Por Tainah Gil e Stephany Foscarini

Foi aprovado na última terça-feira, 28, na Assembleia Legislativa do Rio Grande do Sul, o projeto de lei 172/2019, elaborado pelo Executivo, que reajusta em 3,4% o piso regional do Estado. Foram 43 votos favoráveis e 3 contrários à decisão que corrige as cinco faixas do salário mínimo, que variam entre R$ 1.237,15 e R$ 1.567,81. Essa foi a terceira tentativa de analisar a proposta referente ao piso regional, sendo a primeira em que a sessão não foi suspensa por falta de quórum.

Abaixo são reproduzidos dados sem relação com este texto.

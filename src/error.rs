//! Error types for pagelinks
//!
//! This module defines the error hierarchy for the entire crate.
//! All public APIs return `Result<T, Error>` where Error is defined here.

use thiserror::Error;

/// The main error type for pagelinks
#[derive(Error, Debug)]
pub enum Error {
    // ============================================================================
    // Contract Errors
    // ============================================================================
    /// None of the known accessor names for a pagination field are supported
    #[error("Unsupported pagination provider: no accessor for '{field}' (tried: {})", .tried.join(", "))]
    UnsupportedPaginationProvider {
        field: &'static str,
        tried: Vec<&'static str>,
    },

    /// The representer was built without a URL builder
    #[error("Missing URL builder: a page representer must be given a URL builder before rendering links")]
    MissingUrlBuilder,

    // ============================================================================
    // Configuration Errors
    // ============================================================================
    #[error("Configuration error: {message}")]
    Config { message: String },

    #[error("Missing required config field: {field}")]
    MissingConfigField { field: String },

    #[error("Failed to parse YAML: {0}")]
    YamlParse(#[from] serde_yaml::Error),

    #[error("Failed to parse JSON: {0}")]
    JsonParse(#[from] serde_json::Error),

    #[error("Invalid URL: {0}")]
    InvalidUrl(#[from] url::ParseError),

    // ============================================================================
    // Rendering Errors
    // ============================================================================
    #[error("Failed to serialize item {index}: {source}")]
    ItemSerialization {
        index: usize,
        #[source]
        source: Box<Error>,
    },

    // ============================================================================
    // I/O Errors
    // ============================================================================
    #[error("IO error: {0}")]
    Io(#[from] std::io::Error),

    // ============================================================================
    // Generic Errors
    // ============================================================================
    #[error("{0}")]
    Other(String),
}

impl Error {
    /// Create an unsupported provider error
    pub fn unsupported(field: &'static str, tried: &[&'static str]) -> Self {
        Self::UnsupportedPaginationProvider {
            field,
            tried: tried.to_vec(),
        }
    }

    /// Create a config error
    pub fn config(message: impl Into<String>) -> Self {
        Self::Config {
            message: message.into(),
        }
    }

    /// Create a missing field error
    pub fn missing_field(field: impl Into<String>) -> Self {
        Self::MissingConfigField {
            field: field.into(),
        }
    }

    /// Create an item serialization error wrapping the decorator's error
    pub fn item(index: usize, source: Error) -> Self {
        Self::ItemSerialization {
            index,
            source: Box::new(source),
        }
    }

    /// Check if this error is a violated integration contract.
    ///
    /// These are never transient: retrying the same render yields the same error.
    pub fn is_contract_violation(&self) -> bool {
        matches!(
            self,
            Error::UnsupportedPaginationProvider { .. } | Error::MissingUrlBuilder
        )
    }
}

/// Result type alias for pagelinks
pub type Result<T> = std::result::Result<T, Error>;

/// Extension trait for adding context to errors
pub trait ResultExt<T> {
    /// Add context to an error
    fn context(self, message: impl Into<String>) -> Result<T>;

    /// Add context with a closure (lazy evaluation)
    fn with_context<F: FnOnce() -> String>(self, f: F) -> Result<T>;
}

impl<T, E: Into<Error>> ResultExt<T> for std::result::Result<T, E> {
    fn context(self, message: impl Into<String>) -> Result<T> {
        self.map_err(|e| {
            let inner = e.into();
            Error::Other(format!("{}: {}", message.into(), inner))
        })
    }

    fn with_context<F: FnOnce() -> String>(self, f: F) -> Result<T> {
        self.map_err(|e| {
            let inner = e.into();
            Error::Other(format!("{}: {}", f(), inner))
        })
    }
}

Aprovada pela maioria dos parlamentares em votação, a correção do piso regional não agradou a todos. Conversamos com três deputados estaduais e representantes de duas federações ligadas à indústria e ao comércio para entender suas posições perante essa decisão.

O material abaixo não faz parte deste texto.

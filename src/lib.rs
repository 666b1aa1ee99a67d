//! # pagelinks
//!
//! Hypermedia navigation links and total counts for serialized paginated
//! collections.
//!
//! ## Features
//!
//! - **Provider-agnostic pagination**: `per_page`/`total_entries`/`previous_page`
//!   and `limit_value`/`total_count`/`prev_page` style collections read alike
//! - **Page links**: `self`, `next` and `previous` links built by your own URL builder
//! - **Collection naming**: `TopSongsRepresenter` nests its items under `top_songs`
//! - **Link formats**: plain `links` array or HAL `_links` map
//!
//! ## Quick Start
//!
//! ```rust,ignore
//! use pagelinks::{PageRepresenter, QueryUrlBuilder, Result};
//!
//! fn render(page: &MySongPage) -> Result<String> {
//!     let representer = PageRepresenter::builder()
//!         .url_builder(QueryUrlBuilder::new("http://www.example.com/songs")?)
//!         .collection_name_from_type("TopSongsRepresenter")
//!         .build()?;
//!
//!     // {"total_entries":3,"links":[{"rel":"self","href":"...?page=1&per_page=30"}],"top_songs":[...]}
//!     representer.to_json(page)
//! }
//! ```
//!
//! ## Architecture
//!
//! ```text
//! ┌──────────────────────────────────────────────────────────────┐
//! │                       PageRepresenter                        │
//! │   total_entries        links (array | HAL)      <collection> │
//! └───────┬──────────────────────┬──────────────────────┬────────┘
//!         │                      │                      │
//! ┌───────┴────────┐   ┌─────────┴─────────┐   ┌────────┴────────┐
//! │   Pagination   │◄──│  LinkSynthesizer  │   │     Naming      │
//! │    Adapter     │   │  + UrlBuilder     │   │   + Inflector   │
//! └───────┬────────┘   └───────────────────┘   └─────────────────┘
//!         │
//! ┌───────┴──────────────────────────────┐
//! │ PaginatedCollection (any provider)   │
//! └──────────────────────────────────────┘
//! ```

#![warn(clippy::all)]
#![warn(clippy::pedantic)]
#![allow(clippy::module_name_repetitions)]
#![allow(clippy::must_use_candidate)]
#![allow(clippy::missing_errors_doc)]
#![allow(clippy::missing_panics_doc)]
#![allow(clippy::doc_markdown)]

// ============================================================================
// Module declarations
// ============================================================================

/// Error types
pub mod error;

/// Common types and type aliases
pub mod types;

/// Pagination accessor adapter
pub mod pagination;

/// Page link synthesis
pub mod links;

/// Collection field naming
pub mod naming;

/// Document rendering
pub mod representer;

/// Representer configuration loader
pub mod config;

/// JSON page source
pub mod source;

/// Command-line interface
pub mod cli;

// ============================================================================
// Re-exports
// ============================================================================

pub use error::{Error, Result};
pub use types::*;

// Re-export commonly used types
pub use links::{Link, LinkSynthesizer, QueryUrlBuilder, Relation, UrlBuilder};
pub use naming::{collection_field_name, CollectionName};
pub use pagination::{PaginatedCollection, PaginationAdapter, PaginationState, Probe};
pub use representer::{CollectionRepresenter, LinkFormat, PageRepresenter};

/// Crate version
pub const VERSION: &str = env!("CARGO_PKG_VERSION");

/// Crate name
pub const NAME: &str = env!("CARGO_PKG_NAME");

Deputado Gabriel Souza (MDB) diz que governo leva em conta as discussões para formular o índice

Emedebista defende a necessidade de reformular o cálculo do piso regional. (Foto: Reprodução/Facebook)

Para o deputado Gabriel Souza (MDB), é importante ter uma política estadual de valorização do salário mínimo regional baseada em um cálculo. “O governo federal fez isso há alguns anos, calculando o Produto Interno Bruto (PIB) de dois anos atrás somado à inflação do período anterior para se chegar no reajuste fixo do salário mínimo nacional”, relata.

O deputado relembra que no Estado acontecem sempre um debate e uma negociação — que é mediada pelo governo — entre os sindicatos patronais e os trabalhadores. “A partir dessas discussões é que o governo decide o índice. Por isso acho interessante deixar uma proposta de cálculo às claras, ou fazer uma adaptação do cálculo do mínimo nacional”, ressalta.

“Valor pode agravar problema estrutural de alto custo da mão de obra”, critica o deputado Fábio Ostermann (Novo)

Para o parlamentar, o salário mínimo regional deve ser extinto pois dificulta a inserção de jovens ao mercado de trabalho. (Foto: Reprodução/Facebook)

O deputado estadual Fábio Ostermann (Novo) acredita que o piso regional acaba sendo um fator de exclusão do mercado de trabalho, justamente porque eleva a barreira de entrada para os trabalhadores mais jovens, menos experientes e menos qualificados. Para ele, estes são os que mais precisam de uma inserção no mercado de trabalho formal. “Este valor em cada uma das faixas pode agravar um problema estrutural que há no Rio Grande do Sul, de alto custo de mão de obra. Assim, tira a competitividade do Estado e leva cada dia mais as empresas para outros territórios e até mesmo países”, afirma.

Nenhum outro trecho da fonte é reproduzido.